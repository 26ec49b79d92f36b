//! Implementation of the `allrun run` command.

use crate::cli::RunArgs;
use crate::config::Settings;
use crate::error::{AllrunError, Result};
use crate::runner::{Runner, parse_steps};

/// Execute the `allrun run` command.
///
/// Steps run in file order; the first failure stops the run and becomes
/// the exit status.
pub fn cmd_run(args: RunArgs, settings: &Settings) -> Result<()> {
    let text = std::fs::read_to_string(&args.steps_file).map_err(|e| {
        AllrunError::UserError(format!(
            "failed to read steps file '{}': {}",
            args.steps_file.display(),
            e
        ))
    })?;

    let steps = parse_steps(&text).map_err(|e| {
        AllrunError::UserError(format!("{}: {}", args.steps_file.display(), e))
    })?;

    let runner = Runner::new(args.case_dir, settings.log_naming());
    runner.run_all(&steps)?;
    Ok(())
}

#[cfg(all(test, unix))]
mod tests {
    use super::*;
    use crate::exit_codes;
    use std::fs;
    use tempfile::TempDir;

    #[test]
    fn runs_steps_until_failure() {
        let case = TempDir::new().unwrap();
        let steps = case.path().join("steps");
        fs::write(
            &steps,
            "# mesh\nsh -c 'touch meshed'\nsh -c 'exit 3'\ntouch solved\n",
        )
        .unwrap();

        let err = cmd_run(
            RunArgs {
                steps_file: steps,
                case_dir: case.path().to_path_buf(),
            },
            &Settings::default(),
        )
        .unwrap_err();

        assert_eq!(err.exit_code(), 3);
        assert!(case.path().join("meshed").exists());
        assert!(!case.path().join("solved").exists());
    }

    #[test]
    fn unparsable_steps_file_runs_nothing() {
        let case = TempDir::new().unwrap();
        let steps = case.path().join("steps");
        fs::write(&steps, "touch first\necho 'unbalanced\n").unwrap();

        let err = cmd_run(
            RunArgs {
                steps_file: steps,
                case_dir: case.path().to_path_buf(),
            },
            &Settings::default(),
        )
        .unwrap_err();

        assert_eq!(err.exit_code(), exit_codes::USER_ERROR);
        assert!(err.to_string().contains("line 2"));
        assert!(!case.path().join("first").exists());
    }

    #[test]
    fn missing_steps_file_is_user_error() {
        let case = TempDir::new().unwrap();
        let err = cmd_run(
            RunArgs {
                steps_file: case.path().join("nope"),
                case_dir: case.path().to_path_buf(),
            },
            &Settings::default(),
        )
        .unwrap_err();

        assert_eq!(err.exit_code(), exit_codes::USER_ERROR);
    }
}
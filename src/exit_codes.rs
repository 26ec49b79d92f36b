//! Exit code constants for the allrun CLI.
//!
//! - 0: Success
//! - 1: User error (bad args, unreadable input, invalid settings)
//! - 2: Template parse failure
//! - 3: Template resolution failure
//!
//! A failed wrapped step does not use these codes: `exec` and `run` exit with
//! the failing step's own status so the calling script sees it unchanged.

/// Successful execution.
pub const SUCCESS: i32 = 0;

/// User error: bad arguments, unreadable files, or invalid settings.
pub const USER_ERROR: i32 = 1;

/// The template text is malformed.
pub const PARSE_FAILURE: i32 = 2;

/// A template reference could not be resolved against the configuration tree.
pub const RESOLUTION_FAILURE: i32 = 3;

/// The step's program could not be found (shell convention).
pub const COMMAND_NOT_FOUND: i32 = 127;

/// The step's program exists but could not be started (shell convention).
pub const COMMAND_NOT_EXECUTABLE: i32 = 126;

/// Base added to a signal number when a step is killed by a signal.
pub const SIGNAL_BASE: i32 = 128;
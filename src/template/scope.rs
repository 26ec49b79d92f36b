//! Iteration bindings visible to nested directives.

use std::borrow::Cow;

/// Stack of iteration bindings, one frame per enclosing iterating block.
///
/// Frame `n` is visible under the positional name `"n"`. A scope lives for a
/// single render call, so concurrent renders never share one.
#[derive(Debug, Default)]
pub struct IterationScope<'a> {
    frames: Vec<Cow<'a, str>>,
}

impl<'a> IterationScope<'a> {
    pub fn new() -> Self {
        Self::default()
    }

    pub fn depth(&self) -> usize {
        self.frames.len()
    }

    /// Text bound to a positional name, if that depth is currently bound.
    pub fn lookup(&self, name: &str) -> Option<&str> {
        let index: usize = name.parse().ok()?;
        self.frames.get(index).map(|frame| frame.as_ref())
    }

    pub(crate) fn push(&mut self, binding: Cow<'a, str>) {
        self.frames.push(binding);
    }

    pub(crate) fn pop(&mut self) {
        self.frames.pop();
    }
}

#[cfg(test)]
mod tests {
    use super::*;

    #[test]
    fn test_positional_lookup() {
        let mut scope = IterationScope::new();
        assert_eq!(scope.lookup("0"), None);

        scope.push(Cow::Borrowed("porous1"));
        scope.push(Cow::Owned("Body001".to_string()));
        assert_eq!(scope.depth(), 2);
        assert_eq!(scope.lookup("0"), Some("porous1"));
        assert_eq!(scope.lookup("1"), Some("Body001"));
        assert_eq!(scope.lookup("2"), None);
        assert_eq!(scope.lookup("x"), None);

        scope.pop();
        assert_eq!(scope.lookup("1"), None);
        assert_eq!(scope.depth(), 1);
    }
}
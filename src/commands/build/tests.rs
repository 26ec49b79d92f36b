//! Tests for the build command.

use super::*;
use crate::exit_codes;
use crate::fs::is_executable;
use std::fs;
use std::path::{Path, PathBuf};
use tempfile::TempDir;

const CASE_YAML: &str = r#"
Solver:
  SolverName: simpleFoam
Parallel: true
Cores: 4
"#;

struct Fixture {
    _temp: TempDir,
    templates: PathBuf,
    case: PathBuf,
    config: PathBuf,
}

fn fixture() -> Fixture {
    let temp = TempDir::new().unwrap();
    let templates = temp.path().join("templates");
    let case = temp.path().join("case");
    let config = temp.path().join("case.yaml");

    fs::create_dir_all(templates.join("system")).unwrap();
    fs::write(
        templates.join("Allrun"),
        "#!/bin/bash\n%{%(Parallel%)\n%:True\nmpiexec -np %(Cores%) %(Solver/SolverName%) -parallel\n%:False\n%(Solver/SolverName%)\n%}\n",
    )
    .unwrap();
    fs::write(
        templates.join("system").join("controlDict"),
        "application %(Solver.SolverName%);\n",
    )
    .unwrap();
    fs::write(&config, CASE_YAML).unwrap();

    Fixture {
        _temp: temp,
        templates,
        case,
        config,
    }
}

fn build(f: &Fixture) -> Result<()> {
    cmd_build(
        BuildArgs {
            template_dir: f.templates.clone(),
            case_dir: f.case.clone(),
            config: f.config.clone(),
        },
        &Settings::default(),
    )
}

#[test]
fn test_build_renders_tree() {
    let f = fixture();
    build(&f).unwrap();

    assert_eq!(
        fs::read_to_string(f.case.join("Allrun")).unwrap(),
        "#!/bin/bash\nmpiexec -np 4 simpleFoam -parallel\n"
    );
    assert_eq!(
        fs::read_to_string(f.case.join("system").join("controlDict")).unwrap(),
        "application simpleFoam;\n"
    );
}

#[cfg(unix)]
#[test]
fn test_build_marks_scripts_executable() {
    use std::os::unix::fs::PermissionsExt;

    let f = fixture();
    let helper = f.templates.join("Allclean");
    fs::write(&helper, "#!/bin/sh\n").unwrap();
    fs::set_permissions(&helper, fs::Permissions::from_mode(0o755)).unwrap();

    build(&f).unwrap();

    assert!(is_executable(&f.case.join("Allrun")));
    assert!(is_executable(&f.case.join("Allclean")));
    assert!(!is_executable(&f.case.join("system").join("controlDict")));
}

#[test]
fn test_build_failure_writes_nothing() {
    let f = fixture();
    fs::write(f.templates.join("zzz_broken"), "%(NotInTheTree%)\n").unwrap();

    let err = build(&f).unwrap_err();

    assert_eq!(err.exit_code(), exit_codes::RESOLUTION_FAILURE);
    assert!(err.to_string().contains("zzz_broken"));
    assert!(!f.case.join("Allrun").exists());
    assert!(!f.case.join("system").exists());
}

#[test]
fn test_build_parse_failure_has_location() {
    let f = fixture();
    fs::write(f.templates.join("bad"), "line\n%}\n").unwrap();

    let err = build(&f).unwrap_err();

    assert_eq!(err.exit_code(), exit_codes::PARSE_FAILURE);
    assert!(err.to_string().contains(":2:1:"), "got: {}", err);
}

#[test]
fn test_build_missing_template_dir() {
    let f = fixture();
    let err = cmd_build(
        BuildArgs {
            template_dir: f.templates.join("missing"),
            case_dir: f.case.clone(),
            config: f.config.clone(),
        },
        &Settings::default(),
    )
    .unwrap_err();

    assert_eq!(err.exit_code(), exit_codes::USER_ERROR);
}

#[test]
fn test_build_skips_case_dir_inside_templates() {
    let f = fixture();
    let inner_case = f.templates.join("out");
    fs::create_dir_all(&inner_case).unwrap();
    fs::write(inner_case.join("stale"), "%(Missing%)\n").unwrap();

    let files = collect_templates(&f.templates, Some(&inner_case)).unwrap();
    assert!(!files.iter().any(|p| p.starts_with("out")));
}

#[test]
fn test_collect_templates_sorted_relative() {
    let f = fixture();
    let files = collect_templates(&f.templates, None).unwrap();
    assert_eq!(
        files,
        vec![
            PathBuf::from("Allrun"),
            Path::new("system").join("controlDict"),
        ]
    );
}

#[test]
fn test_render_all_flags_configured_outputs() {
    let f = fixture();
    let files = collect_templates(&f.templates, None).unwrap();
    let tree = ConfigTree::load(&f.config).unwrap();

    let planned = render_all(&f.templates, &files, &Settings::default(), &tree).unwrap();

    assert!(planned[0].executable);
    assert!(!planned[1].executable);
}
//! Implementation of the `allrun render` command.

use super::render_template;
use crate::cli::RenderArgs;
use crate::config::Settings;
use crate::error::{AllrunError, Result};
use crate::fs::{atomic_write_executable, atomic_write_file};
use crate::tree::ConfigTree;
use std::io::Write;
use tracing::info;

/// Execute the `allrun render` command.
///
/// Nothing is written unless the whole template renders.
pub fn cmd_render(args: RenderArgs, settings: &Settings) -> Result<()> {
    let tree = ConfigTree::load(&args.config)?;
    let rendered = render_template(&args.template, settings, &tree)?;

    let Some(output) = args.output else {
        let mut stdout = std::io::stdout().lock();
        return stdout
            .write_all(rendered.as_bytes())
            .and_then(|()| stdout.flush())
            .map_err(|e| AllrunError::UserError(format!("failed to write to stdout: {}", e)));
    };

    let executable = output
        .file_name()
        .and_then(|name| name.to_str())
        .is_some_and(|name| settings.is_executable_output(name));

    if executable {
        atomic_write_executable(&output, &rendered)?;
    } else {
        atomic_write_file(&output, &rendered)?;
    }

    info!(
        template = %args.template.display(),
        output = %output.display(),
        executable,
        "rendered"
    );
    Ok(())
}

* _TASK DIRECTIONS_:
Return exactly the opening lines of the listing above, ending with the line that has "run and becomes".

* _THE ANSWER_:
repository 26ec49b79d92f36b
//! Implementation of the `allrun run` command.

use crate::cli::RunArgs;
use crate::config::Settings;
use crate::error::{AllrunError, Result};
use crate::runner::{Runner, parse_steps};

/// Execute the `allrun run` command.
///
/// Steps run in file order; the first failure stops the run and becomes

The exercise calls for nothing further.